(Dataset content begins)

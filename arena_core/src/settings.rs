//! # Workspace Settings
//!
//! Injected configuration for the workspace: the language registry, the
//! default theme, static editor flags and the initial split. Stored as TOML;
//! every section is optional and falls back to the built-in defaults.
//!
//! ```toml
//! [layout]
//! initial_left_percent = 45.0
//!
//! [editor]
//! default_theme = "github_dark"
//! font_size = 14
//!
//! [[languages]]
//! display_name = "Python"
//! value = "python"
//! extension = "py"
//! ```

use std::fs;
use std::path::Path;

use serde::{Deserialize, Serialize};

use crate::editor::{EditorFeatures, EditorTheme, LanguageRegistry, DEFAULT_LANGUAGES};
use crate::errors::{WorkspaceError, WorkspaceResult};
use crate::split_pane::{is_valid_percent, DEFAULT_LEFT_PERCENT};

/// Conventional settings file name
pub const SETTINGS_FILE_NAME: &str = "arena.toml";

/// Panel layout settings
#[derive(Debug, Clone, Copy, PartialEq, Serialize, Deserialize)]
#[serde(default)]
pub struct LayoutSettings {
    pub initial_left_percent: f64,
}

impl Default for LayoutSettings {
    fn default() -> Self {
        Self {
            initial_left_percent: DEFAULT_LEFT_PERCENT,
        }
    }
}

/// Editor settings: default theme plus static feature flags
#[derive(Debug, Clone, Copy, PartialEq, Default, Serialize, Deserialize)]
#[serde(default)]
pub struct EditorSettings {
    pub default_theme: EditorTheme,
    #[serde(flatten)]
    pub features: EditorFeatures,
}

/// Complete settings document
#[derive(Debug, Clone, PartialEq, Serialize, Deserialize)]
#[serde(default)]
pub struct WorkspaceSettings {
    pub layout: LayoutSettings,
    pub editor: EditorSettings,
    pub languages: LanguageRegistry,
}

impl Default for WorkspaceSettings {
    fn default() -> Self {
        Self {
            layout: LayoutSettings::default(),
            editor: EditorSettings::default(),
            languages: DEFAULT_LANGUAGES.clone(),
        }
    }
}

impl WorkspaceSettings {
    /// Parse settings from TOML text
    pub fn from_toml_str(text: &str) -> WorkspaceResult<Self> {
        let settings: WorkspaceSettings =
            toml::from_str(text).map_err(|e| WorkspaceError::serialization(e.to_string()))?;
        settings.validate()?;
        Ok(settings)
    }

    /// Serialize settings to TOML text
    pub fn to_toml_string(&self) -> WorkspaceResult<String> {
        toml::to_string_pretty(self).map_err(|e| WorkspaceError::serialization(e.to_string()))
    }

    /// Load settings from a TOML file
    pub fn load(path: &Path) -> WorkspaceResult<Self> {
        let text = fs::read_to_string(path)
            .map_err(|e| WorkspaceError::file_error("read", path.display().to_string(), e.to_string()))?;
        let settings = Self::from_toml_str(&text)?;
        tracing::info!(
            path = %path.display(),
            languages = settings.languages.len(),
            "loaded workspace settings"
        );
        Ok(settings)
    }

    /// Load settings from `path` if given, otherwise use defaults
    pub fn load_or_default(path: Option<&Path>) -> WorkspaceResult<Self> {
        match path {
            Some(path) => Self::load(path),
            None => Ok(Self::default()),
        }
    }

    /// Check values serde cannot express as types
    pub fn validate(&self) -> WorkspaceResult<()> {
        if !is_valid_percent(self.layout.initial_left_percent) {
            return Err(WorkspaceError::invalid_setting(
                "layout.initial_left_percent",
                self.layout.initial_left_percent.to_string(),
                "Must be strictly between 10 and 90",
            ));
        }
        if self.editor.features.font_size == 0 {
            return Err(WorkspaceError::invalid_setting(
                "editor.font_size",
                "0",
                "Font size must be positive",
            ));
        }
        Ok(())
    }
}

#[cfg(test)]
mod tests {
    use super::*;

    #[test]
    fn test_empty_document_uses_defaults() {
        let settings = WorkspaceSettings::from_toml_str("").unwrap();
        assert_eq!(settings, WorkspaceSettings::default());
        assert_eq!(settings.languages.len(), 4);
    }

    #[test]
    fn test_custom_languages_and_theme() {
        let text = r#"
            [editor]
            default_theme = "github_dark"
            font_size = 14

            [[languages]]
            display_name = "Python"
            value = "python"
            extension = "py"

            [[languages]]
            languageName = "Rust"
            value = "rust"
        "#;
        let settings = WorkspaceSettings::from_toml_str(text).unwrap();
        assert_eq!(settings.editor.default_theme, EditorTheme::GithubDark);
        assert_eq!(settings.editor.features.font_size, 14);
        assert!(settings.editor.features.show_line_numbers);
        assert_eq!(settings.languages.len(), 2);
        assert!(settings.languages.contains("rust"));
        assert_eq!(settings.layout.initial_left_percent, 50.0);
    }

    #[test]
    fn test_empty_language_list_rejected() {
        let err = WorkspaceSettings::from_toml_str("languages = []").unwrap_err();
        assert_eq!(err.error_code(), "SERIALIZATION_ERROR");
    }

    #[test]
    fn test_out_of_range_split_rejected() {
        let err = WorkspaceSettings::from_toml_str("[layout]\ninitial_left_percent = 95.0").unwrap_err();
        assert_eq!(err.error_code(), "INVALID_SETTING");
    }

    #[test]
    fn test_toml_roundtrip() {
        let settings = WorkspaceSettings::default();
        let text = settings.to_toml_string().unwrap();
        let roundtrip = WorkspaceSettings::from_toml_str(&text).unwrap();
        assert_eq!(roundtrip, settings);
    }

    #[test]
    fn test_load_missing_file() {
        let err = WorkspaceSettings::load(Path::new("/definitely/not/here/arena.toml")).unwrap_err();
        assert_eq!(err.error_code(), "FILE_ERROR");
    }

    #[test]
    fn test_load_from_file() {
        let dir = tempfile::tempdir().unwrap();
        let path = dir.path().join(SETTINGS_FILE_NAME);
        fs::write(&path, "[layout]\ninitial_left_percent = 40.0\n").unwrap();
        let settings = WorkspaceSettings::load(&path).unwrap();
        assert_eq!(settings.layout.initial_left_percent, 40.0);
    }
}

(Dataset content ends)

Look through the data above and return each line where the string "flags" occurs.

= Output for this task =
//! default theme, static editor flags and the initial split. Stored as TOML;
/// Editor settings: default theme plus static feature flags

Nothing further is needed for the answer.